══ SUPPLIED ENTRIES

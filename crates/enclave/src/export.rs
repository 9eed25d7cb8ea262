//! Export backends for validated scenes.
//!
//! The paint pass is the final stage of the pipeline:
//!
//! ```text
//! Scene
//!     ↓ enforce (validate pass)
//! EnforcementResult (corrected scene, rect table, diagnostics)
//!     ↓ containment
//! Clip/mask regions
//!     ↓ export (this module, paint pass)
//! SVG markup
//! ```
//!
//! Painting never fails. Unresolved references are dropped from the output
//! and logged.

/// SVG export backend.
pub(crate) mod svg;
impl Grid {
    /// Width of a single column inside a boundary of the given width.
    pub fn column_width(&self, boundary_width: f32) -> f32 {
        let columns = self.columns.max(1) as f32;
        let inner = boundary_width - 2.0 * self.padding - (columns - 1.0) * self.gutter;
        inner / columns
    }

    /// Local rectangle (relative to the boundary origin) covered by `cell`.
    ///
    /// # Examples
    ///
    /// ```
    /// # use enclave_core::scene::{Cell, Grid};
    /// # use enclave_core::geometry::Rect;
    /// let grid = Grid { columns: 2, row_height: 40.0, gutter: 10.0, padding: 5.0 };
    ///
    /// // Boundary 220 wide: (220 - 10 - 10) / 2 = 100 per column
    /// let rect = grid.cell_rect(Cell::new(1, 1), 220.0);
    /// assert_eq!(rect, Rect::new(115.0, 55.0, 100.0, 40.0));
    /// ```
    pub fn cell_rect(&self, cell: Cell, boundary_width: f32) -> Rect {
        let column_width = self.column_width(boundary_width);
        let col_span = cell.col_span.max(1) as f32;
        let row_span = cell.row_span.max(1) as f32;
        Rect::new(
            self.padding + cell.col as f32 * (column_width + self.gutter),
            self.padding + cell.row as f32 * (self.row_height + self.gutter),
            col_span * column_width + (col_span - 1.0) * self.gutter,
            row_span * self.row_height + (row_span - 1.0) * self.gutter,
        )
    }
}

/// A grid cell reference, zero-based.
#[derive(Debug, Clone, Copy, PartialEq, Eq, Serialize, Deserialize)]
#[serde(rename_all = "camelCase")]
pub struct Cell {
    pub col: u32,
    pub row: u32,
    #[serde(default = "default_span")]
    pub col_span: u32,
    #[serde(default = "default_span")]
    pub row_span: u32,
}

impl Cell {
    pub fn new(col: u32, row: u32) -> Self {
        Self {
            col,
            row,
            col_span: 1,
            row_span: 1,
        }
    }
}

fn default_span() -> u32 {
    1
}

════

### EXERCISE PROMPT
Repeat the records exactly, including every line.

### EXERCISE RESULT
filename crates/enclave/src/export.rs
repository 9eed25d7cb8ea262
//! Export backends for validated scenes.
//!
//! The paint pass is the final stage of the pipeline:
//!
//! ```text
//! Scene
//!     ↓ enforce (validate pass)
//! EnforcementResult (corrected scene, rect table, diagnostics)
//!     ↓ containment
//! Clip/mask regions
//!     ↓ export (this module, paint pass)
//! SVG markup
//! ```
//!
//! Painting never fails. Unresolved references are dropped from the output
//! and logged.

/// SVG export backend.
pub(crate) mod svg;
impl Grid {
    /// Width of a single column inside a boundary of the given width.
    pub fn column_width(&self, boundary_width: f32) -> f32 {
        let columns = self.columns.max(1) as f32;
        let inner = boundary_width - 2.0 * self.padding - (columns - 1.0) * self.gutter;
        inner / columns
    }

    /// Local rectangle (relative to the boundary origin) covered by `cell`.
    ///
    /// # Examples
    ///
    /// ```
    /// # use enclave_core::scene::{Cell, Grid};
    /// # use enclave_core::geometry::Rect;
    /// let grid = Grid { columns: 2, row_height: 40.0, gutter: 10.0, padding: 5.0 };
    ///
    /// // Boundary 220 wide: (220 - 10 - 10) / 2 = 100 per column
    /// let rect = grid.cell_rect(Cell::new(1, 1), 220.0);
    /// assert_eq!(rect, Rect::new(115.0, 55.0, 100.0, 40.0));
    /// ```
    pub fn cell_rect(&self, cell: Cell, boundary_width: f32) -> Rect {
        let column_width = self.column_width(boundary_width);
        let col_span = cell.col_span.max(1) as f32;
        let row_span = cell.row_span.max(1) as f32;
        Rect::new(
            self.padding + cell.col as f32 * (column_width + self.gutter),
            self.padding + cell.row as f32 * (self.row_height + self.gutter),
            col_span * column_width + (col_span - 1.0) * self.gutter,
            row_span * self.row_height + (row_span - 1.0) * self.gutter,
        )
    }
}

/// A grid cell reference, zero-based.
#[derive(Debug, Clone, Copy, PartialEq, Eq, Serialize, Deserialize)]
#[serde(rename_all = "camelCase")]
pub struct Cell {
    pub col: u32,
    pub row: u32,
    #[serde(default = "default_span")]
    pub col_span: u32,
    #[serde(default = "default_span")]
    pub row_span: u32,
}

impl Cell {
    pub fn new(col: u32, row: u32) -> Self {
        Self {
            col,
            row,
            col_span: 1,
            row_span: 1,
        }
    }
}

fn default_span() -> u32 {
    1
}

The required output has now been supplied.